Figure 17 Response for the severability of the punishment.

 When respondents were asked whether they think that the personality of a judge can affect the judgment in the cases of honour killing, the reply was surprising as 58% of the population agrees and amongst this percentage 42% strongly agrees that the personality of the judge effects the decision of the court. According to these respondents judge is a human, he has emotions, may be at times he might place himself in the shoes of the offender/accused and then evaluate what he would have done in such a situation if the person who brought dishonour to his/her family is his/her daughter/son/any other family member.24% respondents disagree and are of the opinion that judges have no personality of their own when they have to decide a case. They have to decide a case on the merits and de merits of each case and personality plays no role in it. Judges are on the highest seat of justice which gives them no room for emotions (Figure 18).

Figure 18 Response of the respondents on the personality of the judges.

When respondents were asked whether there is any chance that honour killing might be justified in certain cases then again the response lead to 50-50 situation where 46% disagreed and 45% agreed. And other 6% remained neutral by choosing the option Can’t Say. 46% respondents think that honour killing is not justified in any case what so ever the reason may be. Killing is killing and its nature will not change with the reason of honour. Honour cannot be bigger than the life of any person while as other 45% think in the opposite direction and responded that honour is the biggest think in the life, it is bigger than the life of any person and if needed honour killing should be done in situation where you have to safe the honour (Figure 19).

Figure 19 Opinion on the statement whether honour killing is justified in exceptional cases.

Conclusion

No doubt the outlook of people and society has changed in many ways but as the roots of past are still there in the minds of people which sometimes make their behaviour fluctuating and they contradict their own statements .it is a universally accepted fact that everyone has a right to live his/her life in his/her way but then the same people who boost the fact say that a person has a right to kill his/her family member if they have brought shame to the family and to restore that honour that particular person should be eliminated.

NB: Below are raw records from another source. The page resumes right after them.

// SPDX-License-Identifier: MIT OR Apache-2.0

#![forbid(unsafe_code)]

//! Seeded synthetic workloads shared by the benchmarks.

use grb_core::{GrbError, NDET};
use grb_trigger::ObservationTable;
use rand::SeedableRng;
use rand_chacha::ChaCha8Rng;
use rand_distr::{Distribution, Poisson};

/// Spacing of the binned light curves, in seconds.
pub const BIN_WIDTH: f64 = 0.064;

fn poisson(rate: f64) -> Result<Poisson<f64>, GrbError> {
    Poisson::new(rate)
        .map_err(|err| GrbError::invalid_input(format!("invalid Poisson rate {rate}: {err}")))
}

/// Background at `rate` with the samples in `burst` redrawn at `burst_rate`.
pub fn burst_counts(
    seed: u64,
    len: usize,
    rate: f64,
    burst: std::ops::Range<usize>,
    burst_rate: f64,
) -> Result<Vec<u64>, GrbError> {
    let mut rng = ChaCha8Rng::seed_from_u64(seed);
    let background = poisson(rate)?;
    let excess = poisson(burst_rate)?;
    Ok((0..len)
        .map(|t| {
            let dist = if burst.contains(&t) { &excess } else { &background };
            dist.sample(&mut rng) as u64
        })
        .collect())
}

/// A fault-free table with every channel at `rate` and detectors 0 and 1
/// raised to `burst_rate` over `burst`.
pub fn burst_table(
    seed: u64,
    rows: usize,
    rate: f64,
    burst: std::ops::Range<usize>,
    burst_rate: f64,
) -> Result<ObservationTable, GrbError> {
    let mut rng = ChaCha8Rng::seed_from_u64(seed);
    let background = poisson(rate)?;
    let excess = poisson(burst_rate)?;
    let mut table = ObservationTable::with_capacity(rows);
    for row in 0..rows {
        let in_burst = burst.contains(&row);
        // detectors 0 and 1 occupy the first six channels
        let counts: [u64; NDET] = std::array::from_fn(|channel| {
            let dist = if in_burst && channel < 6 {
                &excess
            } else {
                &background
            };
            dist.sample(&mut rng) as u64
        });
        table.push_row(row as f64 * BIN_WIDTH, false, counts)?;
    }
    Ok(table)
}

#[cfg(test)]
mod tests {
    use super::{burst_counts, burst_table};

    #[test]
    fn workloads_are_seeded() {
        let a = burst_counts(3, 500, 8.0, 400..420, 64.0).expect("counts");
        let b = burst_counts(3, 500, 8.0, 400..420, 64.0).expect("counts");
        assert_eq!(a, b);
        assert_eq!(a.len(), 500);

        let table = burst_table(3, 50, 8.0, 10..20, 64.0).expect("table");
        assert_eq!(table.len(), 50);
        assert!(burst_counts(3, 10, -1.0, 0..0, 1.0).is_err());
    }
}
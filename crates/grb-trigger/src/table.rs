// SPDX-License-Identifier: MIT OR Apache-2.0

#![forbid(unsafe_code)]

use grb_core::{ChannelKey, GrbError, NDET, all_keys};

/// One row of the observation table.
#[derive(Clone, Copy, Debug, PartialEq)]
pub struct ObservationRow<'a> {
    pub met: f64,
    pub fault: bool,
    pub counts: &'a [u64; NDET],
}

impl ObservationRow<'_> {
    /// True when every channel reads zero, i.e. all detectors are off.
    pub fn is_silent(&self) -> bool {
        self.counts.iter().all(|&c| c == 0)
    }

    pub fn count(&self, key: ChannelKey) -> u64 {
        self.counts[key.index()]
    }
}

/// Column-oriented observation table: mission elapsed time, fault flag and
/// one count column per channel in key order.
#[derive(Clone, Debug, Default, PartialEq)]
pub struct ObservationTable {
    met: Vec<f64>,
    fault: Vec<bool>,
    counts: Vec<[u64; NDET]>,
}

impl ObservationTable {
    pub fn new(
        met: Vec<f64>,
        fault: Vec<bool>,
        counts: Vec<[u64; NDET]>,
    ) -> Result<Self, GrbError> {
        if met.len() != fault.len() || met.len() != counts.len() {
            return Err(GrbError::invalid_input(format!(
                "observation columns must have equal length; got met={}, fault={}, counts={}",
                met.len(),
                fault.len(),
                counts.len()
            )));
        }
        let mut table = Self::with_capacity(met.len());
        for ((met, fault), counts) in met.into_iter().zip(fault).zip(counts) {
            table.push_row(met, fault, counts)?;
        }
        Ok(table)
    }

    pub fn with_capacity(rows: usize) -> Self {
        Self {
            met: Vec::with_capacity(rows),
            fault: Vec::with_capacity(rows),
            counts: Vec::with_capacity(rows),
        }
    }

    /// Appends a row; time must be finite and non-decreasing.
    pub fn push_row(
        &mut self,
        met: f64,
        fault: bool,
        counts: [u64; NDET],
    ) -> Result<(), GrbError> {
        if !met.is_finite() {
            return Err(GrbError::invalid_input(format!(
                "MET must be finite; got {met} at row {}",
                self.met.len()
            )));
        }
        if let Some(&last) = self.met.last()
            && met < last
        {
            return Err(GrbError::invalid_input(format!(
                "MET must be non-decreasing; got {met} after {last} at row {}",
                self.met.len()
            )));
        }
        self.met.push(met);
        self.fault.push(fault);
        self.counts.push(counts);
        Ok(())
    }

    pub fn len(&self) -> usize {
        self.met.len()
    }

    pub fn is_empty(&self) -> bool {
        self.met.is_empty()
    }

    pub fn row(&self, index: usize) -> Option<ObservationRow<'_>> {
        Some(ObservationRow {
            met: *self.met.get(index)?,
            fault: *self.fault.get(index)?,
            counts: self.counts.get(index)?,
        })
    }

    pub fn met(&self) -> &[f64] {
        &self.met
    }

    /// First row at or after `from` whose fault flag is clear.
    pub fn next_clear_fault(&self, from: usize) -> Option<usize> {
        self.fault
            .get(from..)?
            .iter()
            .position(|&flag| !flag)
            .map(|pos| from + pos)
    }

    /// First row at or after `from` where at least one channel is positive.
    pub fn next_active_row(&self, from: usize) -> Option<usize> {
        self.counts
            .get(from..)?
            .iter()
            .position(|row| row.iter().any(|&c| c > 0))
            .map(|pos| from + pos)
    }
}

/// Per-channel significance thresholds, in standard-deviation units.
///
/// A non-finite entry permanently disables its channel.
#[derive(Clone, Copy, Debug, PartialEq)]
pub struct Thresholds([f64; NDET]);

impl Thresholds {
    pub fn uniform(threshold: f64) -> Result<Self, GrbError> {
        Self::from_slice(&[threshold; NDET])
    }

    /// Thresholds aligned to the fixed key order.
    pub fn from_slice(values: &[f64]) -> Result<Self, GrbError> {
        let values: [f64; NDET] = values.try_into().map_err(|_| {
            GrbError::invalid_input(format!(
                "expected {NDET} thresholds, one per channel; got {}",
                values.len()
            ))
        })?;
        for (key, value) in all_keys().iter().zip(values) {
            if value.is_finite() && value <= 0.0 {
                return Err(GrbError::invalid_input(format!(
                    "threshold for {key} must be > 0 or non-finite to disable; got {value}"
                )));
            }
        }
        Ok(Self(values))
    }

    /// `None` entries disable their channel.
    pub fn from_options(values: &[Option<f64>]) -> Result<Self, GrbError> {
        let values: Vec<f64> = values.iter().map(|v| v.unwrap_or(f64::INFINITY)).collect();
        Self::from_slice(&values)
    }

    /// Disables every channel not listed in `keys`.
    pub fn restricted_to(mut self, keys: &[ChannelKey]) -> Self {
        for key in all_keys() {
            if !keys.contains(&key) {
                self.0[key.index()] = f64::INFINITY;
            }
        }
        self
    }

    pub fn get(&self, key: ChannelKey) -> f64 {
        self.0[key.index()]
    }

    pub fn is_enabled(&self, key: ChannelKey) -> bool {
        self.get(key).is_finite()
    }

    /// Enabled channels in key order.
    pub fn enabled_keys(&self) -> Vec<ChannelKey> {
        all_keys()
            .into_iter()
            .filter(|&key| self.is_enabled(key))
            .collect()
    }

    pub fn as_slice(&self) -> &[f64] {
        &self.0
    }
}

It means people are carrying two personalities in them were one is walking toward a free world and hustle free life not bound by the norms of the society and the other one is slave of the society and abides by the norms and rules made by the traditions and cultures. People still follow the tag line, “Sar kaata saktei hai laiken sar jhuka saktei nahe” (we can let our heads be chopped off but we won’t bow down). A human being is so complex that no one can ever imagine what the actual personality of a person is. A human being is just like liquid, moulds himself according to the needs of his environment and society and fits in perfectly. The conflicting answer given can show clearly that people ore fully aware of what is right and what is wrong but still sometimes choose wrong to keep themselves on the right path in the eyes of the society. There is a famous line which is generally said in India time and again “ Log kya kaheingay” and the same thing is said in kashmiri also that is “ Lokh kyah wanan” means what will people say. These are sentences which have same meaning and have ruined so many lives which cannot be even counted. Just for the sake of the society many people ruin the future of their family member as they don’t want to leave that place in society which they have acquired and when they feel that post is shaking cause of some family member they don’t even hesitate to kill that person for the honour of that post/status in the society.

Acknowledgements

None.

Conflict of interest

The author declares that there is no conflict of interest.